Желтая бабочка между оконными рамами лежала, распластав крылья. А за окном крупными хлопьями падал снег. Деревья в саду стояли неподвижно, укутанные в снежные покрывала. Утреннюю тишину нарушали редкие крики ворон, которые, перепрыгивая с ветки на ветку, стряхивали снег, и он беззвучно опадал на землю. Подойдя к окну, Маренн отодвинула тяжелую фиолетовую штору и наклонилась к стеклу, рассматривая бабочку.

– Она залетела сюда случайно в ясный летний день, когда окно было открыто, – произнесла она негромко. – А вылететь уже не смогла. Так и осталась здесь – напоминанием о лете в холодный зимний день. Это могло быть совсем недавно, прошлым летом, когда Женевьева мыла окна в моей детской комнате, а могло быть и давно, еще тогда, когда я была ребенком, просто я этого не заметила. Как ты думаешь? – она повернулась к Рауху. Он стоял за ее спиной, глядя на заснеженный сад.

– Я сомневаюсь, что этой бабочке столько лет. – Фриц пожал плечами. – Она давно бы истлела. Скорее всего, запорхнула осенью, где-нибудь в сентябре.

– Ты прав, конечно. – Маренн улыбнулась и прислонилась виском к его плечу. – Но хочется думать, что это посланница из моего детства. Жаль, что Отто запретил зажигать свет в целях маскировки. Я бы хотела показать тебе мои детские рисунки и фотографии Штефана, когда он был совсем маленьким. Женевьева все заботливо хранит. А я помню каждую царапину на старинной мебели, которую я оставила, играя, и за которую моя воспитательница австрийская графиня Гизелла Шантал меня ругала. Правда, обычно недолго.

– Твоя домоправительница всерьез испугалась, когда к ней в дом вдруг ввалился целый отряд «американцев», разговаривавших по-немецки. – Раух повернул ее голову к себе и, глядя в прозрачные зеленоватые глаза, убрал темный локон, упавший ей на щеку. – По-моему, она до сих пор еще не пришла в себя от нашего визита, хотя и старается не показывать вида.

– Да, для Женевьевы это была неожиданность, – согласилась Маренн. – Но ее семья живет в этом доме не один век, столько же практически, сколько здесь живут и Монморанси, а это, считай, еще с царствования короля Людовика Четырнадцатого. Они привыкли ничему не удивляться. Эта привычка передается у них по наследству. Женевьева знает, что я нахожусь сейчас в рейхе, и вполне отдает себе отчет, что, когда по соседству с нашим домом расположился штаб американского генерала, я не имею возможности заранее предупредить о ее приезде из Берлина.

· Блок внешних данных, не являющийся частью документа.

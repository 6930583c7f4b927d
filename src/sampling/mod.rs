//! Accelerometer burst handling.
//!
//! A burst is one full LIS3DH FIFO: 32 levels of X/Y/Z samples, each a
//! little-endian 16-bit value. Bursts are reduced to the high byte of every
//! other level before they enter the history kept by [`SampleQueue`].

mod queue;

pub use queue::*;

/// FIFO levels in one burst
pub const FIFO_LEVELS: usize = 32;

/// Axes per FIFO level
pub const AXES: usize = 3;

/// Bytes per FIFO level (low + high byte for each axis)
pub const BYTES_PER_LEVEL: usize = AXES * 2;

/// Size of a raw burst as read from the sensor
pub const RAW_BURST_BYTES: usize = FIFO_LEVELS * BYTES_PER_LEVEL;

/// Keep one level out of this many
pub const DOWNSAMPLE_FACTOR: usize = 2;

/// Size of a burst after [`downsample`]
pub const REDUCED_BURST_BYTES: usize = FIFO_LEVELS / DOWNSAMPLE_FACTOR * AXES;

/// Bursts retained in the history
pub const QUEUE_DEPTH: usize = 6;

/// Total bytes of downsampled history
pub const HISTORY_BYTES: usize = REDUCED_BURST_BYTES * QUEUE_DEPTH;

/// Raw FIFO contents: `[x_l, x_h, y_l, y_h, z_l, z_h]` per level
pub type RawBurst = [u8; RAW_BURST_BYTES];

/// A downsampled burst: `[x_h, y_h, z_h]` for every other FIFO level
#[derive(Debug, Clone, Copy, PartialEq, Eq)]
pub struct ReducedBurst(pub [u8; REDUCED_BURST_BYTES]);

impl ReducedBurst {
    pub fn as_bytes(&self) -> &[u8; REDUCED_BURST_BYTES] {
        &self.0
    }
}

/// High byte of the sample for `axis` at FIFO `level`
#[inline]
pub fn high_byte(raw: &RawBurst, level: usize, axis: usize) -> u8 {
    raw[level * BYTES_PER_LEVEL + axis * 2 + 1]
}

/// Reduce a raw burst to the 8-bit, half-rate representation kept in the
/// history: only the high byte of each sample, only even FIFO levels.
pub fn downsample(raw: &RawBurst) -> ReducedBurst {
    let mut reduced = [0u8; REDUCED_BURST_BYTES];

    for (i, level) in (0..FIFO_LEVELS).step_by(DOWNSAMPLE_FACTOR).enumerate() {
        for axis in 0..AXES {
            reduced[i * AXES + axis] = high_byte(raw, level, axis);
        }
    }

    ReducedBurst(reduced)
}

Она сделала паузу. Затем, отстранившись, повернулась, глядя ему в лицу. Спросила прямо.

– Отто сказал, ты будешь изображать пленного и постараешься добиться того, чтобы тебя доставили на допрос к самому Эйзенхауэру. Цилле изготовил взрывчатку, которую ты спрячешь при себе и используешь в подходящий момент. Это значит, что ты, – она запнулась. – Ты не успеешь, – длинные темные ресницы дрогнули, она никак не решалась произнести вслух мысль, которая отчаянно ее беспокоила.

– Ты хочешь сказать, не успею уйти, погибну вместе с американским главнокомандующим? – спросил он мягко, облегчая ей задачу. – Признаться, это не исключается, конечно, – добавил он осторожно. – Но я постараюсь, Мари, тебя не расстраивать, – он усмехнулся.

– А что это за взрывчатка, которую изготовил Цилле? – спросила она. – Отто сказал, главное, чтобы она не оказалась рядом с электричеством. Но это же невозможно обеспечить. В штабе Эйзенхауэра предостаточно электрических приборов.